PassAudited by ClawScan on May 1, 2026.

Overview

This appears to be a purpose-aligned Baidu search/maps helper, but it uses a Baidu API key and sends search or location queries to Baidu.

Before installing, confirm the package version/source, configure a restricted Baidu API key, and remember that route endpoints, nearby searches, coordinates, and web searches will be sent to Baidu when used.

Findings (3)

Artifact-based informational review of SKILL.md, metadata, install specs, static scan signals, and capability signals.

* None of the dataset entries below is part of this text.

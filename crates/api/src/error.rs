use std::{any::Any, sync::Arc, time::Duration};

use axum::{
    Json,
    extract::{Request, State, rejection::JsonRejection},
    http::{StatusCode, header},
    middleware::Next,
    response::{IntoResponse, Response},
};
use shared::api::ErrorResponse;

use crate::{
    redact::Redactor,
    services::{FailoverError, ImageError},
    stores::{Category, VerifyOutcome},
};

#[derive(Debug)]
pub enum AppError {
    /// Internal errors - logged but return generic 500 to user
    Internal(anyhow::Error),
    /// User-facing errors - message is safe to show
    External(StatusCode, &'static str),
    /// Validation errors - safe to show
    Validation(String),
    /// Client must wait before retrying this category
    RateLimited {
        category: Category,
        remaining: Duration,
    },
}

impl AppError {
    /// Malformed or missing JSON body.
    pub fn bad_body(rejection: JsonRejection) -> Self {
        tracing::debug!(error = %rejection.body_text(), "rejected request body");
        Self::Validation("Invalid request body".to_string())
    }

    /// Whole seconds to wait, never zero.
    fn retry_after_secs(remaining: Duration) -> u64 {
        (remaining.as_secs_f64().ceil() as u64).max(1)
    }

    /// Chat failure. Exhaustion is reported apart from single-attempt failures.
    pub fn chat(err: FailoverError) -> Self {
        match err {
            FailoverError::Exhausted { .. } => AppError::External(
                StatusCode::SERVICE_UNAVAILABLE,
                "The service is busy right now. Please try again shortly.",
            ),
            FailoverError::Timeout { .. } => AppError::External(
                StatusCode::GATEWAY_TIMEOUT,
                "The request timed out. Please try again.",
            ),
            FailoverError::Unreachable { .. } | FailoverError::Rejected { .. } => {
                AppError::External(
                    StatusCode::BAD_GATEWAY,
                    "The AI service cannot respond right now. Please try again.",
                )
            }
        }
    }

    pub fn image(err: ImageError) -> Self {
        match err {
            ImageError::ServiceLoading => AppError::External(
                StatusCode::SERVICE_UNAVAILABLE,
                "Image service is warming up. Try again in 20 seconds.",
            ),
            ImageError::Timeout => AppError::External(
                StatusCode::GATEWAY_TIMEOUT,
                "Image generation timed out. Please try again.",
            ),
            ImageError::Status(_) | ImageError::Transport(_) => AppError::External(
                StatusCode::BAD_GATEWAY,
                "Could not generate the image. Please try again.",
            ),
        }
    }

    /// Failure for a verification outcome other than success.
    pub fn from_verify(outcome: VerifyOutcome) -> Option<Self> {
        let message = match outcome {
            VerifyOutcome::Verified { .. } => return None,
            VerifyOutcome::NoSuchCode => "Invalid or expired code",
            VerifyOutcome::Expired => "Code expired. Request a new one.",
            VerifyOutcome::Mismatch => "Incorrect verification code",
        };
        Some(AppError::External(StatusCode::BAD_REQUEST, message))
    }
}

const GENERIC_FAILURE: &str = "Something went wrong. Please try again.";

/// Unscrubbed detail of an internal error, attached to its response.
#[derive(Clone)]
struct InternalDetail(Arc<anyhow::Error>);

/// Error text with every known secret removed, safe for logs and Sentry.
pub fn scrubbed_detail(redactor: &Redactor, err: &anyhow::Error) -> String {
    redactor.scrub(&format!("{:#}", err))
}

/// Logs and reports internal errors after scrubbing, and strips the raw
/// detail from the response.
pub async fn report_internal_errors(
    State(redactor): State<Arc<Redactor>>,
    request: Request,
    next: Next,
) -> Response {
    let mut response = next.run(request).await;

    if let Some(InternalDetail(err)) = response.extensions_mut().remove::<InternalDetail>() {
        let detail = scrubbed_detail(&redactor, &err);
        tracing::error!("internal error: {}", detail);
        sentry::capture_message(&detail, sentry::Level::Error);
    }

    response
}

/// Turns a handler panic into the generic 500 body.
pub fn panic_response(redactor: &Redactor, panic: Box<dyn Any + Send + 'static>) -> Response {
    let detail = panic
        .downcast_ref::<String>()
        .map(String::as_str)
        .or_else(|| panic.downcast_ref::<&str>().copied())
        .unwrap_or("non-string panic payload");
    let detail = redactor.scrub(detail);

    tracing::error!("handler panicked: {}", detail);
    sentry::capture_message(&detail, sentry::Level::Fatal);

    body(StatusCode::INTERNAL_SERVER_ERROR, GENERIC_FAILURE)
}

fn body(status: StatusCode, message: impl Into<String>) -> Response {
    (
        status,
        Json(ErrorResponse {
            success: false,
            error: message.into(),
        }),
    )
        .into_response()
}

impl IntoResponse for AppError {
    fn into_response(self) -> Response {
        match self {
            AppError::Internal(err) => {
                let mut response = body(StatusCode::INTERNAL_SERVER_ERROR, GENERIC_FAILURE);
                // Reported by `report_internal_errors`, which can scrub it.
                response
                    .extensions_mut()
                    .insert(InternalDetail(Arc::new(err)));
                response
            }
            AppError::External(status, msg) => body(status, msg),
            AppError::Validation(msg) => body(StatusCode::BAD_REQUEST, msg),
            AppError::RateLimited {
                category,
                remaining,
            } => {
                let secs = Self::retry_after_secs(remaining);
                let message = match category {
                    Category::Chat => format!(
                        "You are sending messages too quickly. Please wait {} seconds.",
                        secs
                    ),
                    Category::Image => format!(
                        "You are generating images too often. Please wait {} seconds.",
                        secs
                    ),
                    Category::Email => {
                        format!("Too many requests. Try again in {} seconds.", secs)
                    }
                };

                let mut response = body(StatusCode::TOO_MANY_REQUESTS, message);
                response
                    .headers_mut()
                    .insert(header::RETRY_AFTER, header::HeaderValue::from(secs));
                response
            }
        }
    }
}

impl<E> From<E> for AppError
where
    E: Into<anyhow::Error>,
{
    fn from(err: E) -> Self {
        Self::Internal(err.into())
    }
}
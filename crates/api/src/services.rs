//! External service abstractions.
//!
//! Each third-party upstream sits behind a trait so handlers can be tested
//! with mocks.
//!
//! ## Services
//!
//! - **chat** - conversational AI upstream (Gemini), one credential per call
//! - **credentials** - ordered upstream keys with a shared rotation cursor
//! - **failover** - chat delivery that rotates credentials on quota/timeout
//! - **image** - image generation upstream (Pollinations)
//! - **email** - verification code delivery over SMTP
//!
//! ## Usage in Handlers
//!
//! ```ignore
//! async fn handler(State(state): State<AppState>) -> Result<impl IntoResponse, AppError> {
//!     let reply = state.chat.send(&message).await?;
//!     let png = state.image.generate(&prompt, random_seed()).await?;
//! }
//! ```

mod chat;
mod credentials;
mod email;
mod failover;
mod image;

pub use chat::GeminiChatClient;
pub use credentials::CredentialRotator;
pub use email::{EmailSender, SmtpSender, VERIFICATION_SUBJECT, verification_body};
pub use failover::{ChatFailover, FailoverError};
pub use image::{ImageError, ImageUpstream, PollinationsClient, random_seed};

pub use chat::DEFAULT_BASE_URL as DEFAULT_CHAT_BASE_URL;
pub use image::DEFAULT_BASE_URL as DEFAULT_IMAGE_BASE_URL;

#[cfg(test)]
pub use chat::{ChatError, MockChatUpstream};
#[cfg(test)]
pub use credentials::Credential;
#[cfg(test)]
pub use email::MockEmailSender;
#[cfg(test)]
pub use image::MockImageUpstream;
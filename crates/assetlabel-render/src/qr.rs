// SPDX-License-Identifier: PMPL-1.0-or-later
// Copyright (c) 2026 Jonathan D.A. Jewell (hyperpolymath) <jonathan.jewell@open.ac.uk>
//
// QR code rasterisation.

use assetlabel_core::error::{LabelError, Result};
use image::imageops::{self, FilterType};
use image::{GrayImage, Luma};
use qrcode::{Color, QrCode};
use tracing::debug;

/// Light modules kept around the symbol.
const BORDER_MODULES: usize = 1;

const DARK: Luma<u8> = Luma([0]);
const LIGHT: Luma<u8> = Luma([255]);

/// Encode `payload` (error correction level M) and scale it to a
/// `size` x `size` image with nearest-neighbour sampling.
pub fn render_qr(payload: &str, size: u32) -> Result<GrayImage> {
    let code = QrCode::new(payload.as_bytes())
        .map_err(|e| LabelError::Qr(format!("cannot encode {payload:?}: {e}")))?;

    let modules = code.width();
    let side = (modules + 2 * BORDER_MODULES) as u32;
    let mut grid = GrayImage::from_pixel(side, side, LIGHT);
    for (index, color) in code.to_colors().into_iter().enumerate() {
        if color == Color::Dark {
            let x = (index % modules + BORDER_MODULES) as u32;
            let y = (index / modules + BORDER_MODULES) as u32;
            grid.put_pixel(x, y, DARK);
        }
    }
    debug!(modules, size, "QR code encoded");

    Ok(imageops::resize(&grid, size, size, FilterType::Nearest))
}

#[cfg(test)]
mod tests {
    use super::*;

    #[test]
    fn scaled_to_requested_size() {
        let img = render_qr("INV-0042", 226).expect("encode");
        assert_eq!(img.dimensions(), (226, 226));
    }

    #[test]
    fn border_is_light_and_finder_pattern_is_dark() {
        let img = render_qr("None-17", 230).expect("encode");
        // Version 1 symbol + border = 23 modules of 10 px.
        assert_eq!(*img.get_pixel(0, 0), LIGHT);
        assert_eq!(*img.get_pixel(229, 229), LIGHT);
        // Centre of the top-left finder pattern (module 3,3 + border).
        assert_eq!(*img.get_pixel(45, 45), DARK);
    }

    #[test]
    fn long_urls_still_fit() {
        let url = format!("https://netbox.example.org/dcim/devices/{}", u64::MAX);
        let img = render_qr(&url, 226).expect("encode");
        assert_eq!(img.dimensions(), (226, 226));
        assert!(img.pixels().any(|p| *p == DARK));
    }

    #[test]
    fn oversized_payload_is_an_error() {
        let payload = "x".repeat(8000);
        assert!(matches!(render_qr(&payload, 226), Err(LabelError::Qr(_))));
    }
}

ClawScan does not execute the skill or run runtime probes.

Low

#ASI03: Identity and Privilege Abuse

What this means

Your Baidu LBS API key may be used for geocoding, directions, and nearby-place requests.

Why it was flagged

The skill requires a sensitive Baidu LBS API key for its map features. This is expected for the stated purpose, but it grants the skill access to use that key and consume related quota.

Skill content

BAIDU_API_KEY: ... used for map route planning and nearby place search ... required: true ... sensitive: true

Recommendation

Use a dedicated, restricted Baidu AK if possible, monitor quota, and avoid sharing a key with broader permissions than the skill needs.

Low

#ASI07: Insecure Inter-Agent Communication

What this means

Addresses, coordinates, route endpoints, nearby-search categories, and web search terms may be disclosed to Baidu when the skill is used.

Why it was flagged

Nearby search sends user-provided location/category data and the Baidu API key to Baidu's API over HTTPS. This is purpose-aligned, but location data can be sensitive.

Skill content

base_url = "https://api.map.baidu.com/place/v2/search" ... 'location': f"{lat},{lng}" ... 'query': query or '美食' ... 'ak': ak

Recommendation

Use the skill only when you intend to query Baidu, and avoid entering highly sensitive personal locations or searches unless you are comfortable sharing them with that provider.

Info

#ASI04: Agentic Supply Chain Vulnerabilities

What this means

It may be harder to confirm exactly which package version or source you are installing.

Why it was flagged

The bundled metadata version differs from the registry/SKILL version 1.0.4, and the registry source/homepage are absent. This is a provenance/versioning note, not evidence of malicious behavior.

Skill content

"version": "1.0.3"

Recommendation

Verify the publisher and expected version before installation, especially because the skill uses an API key.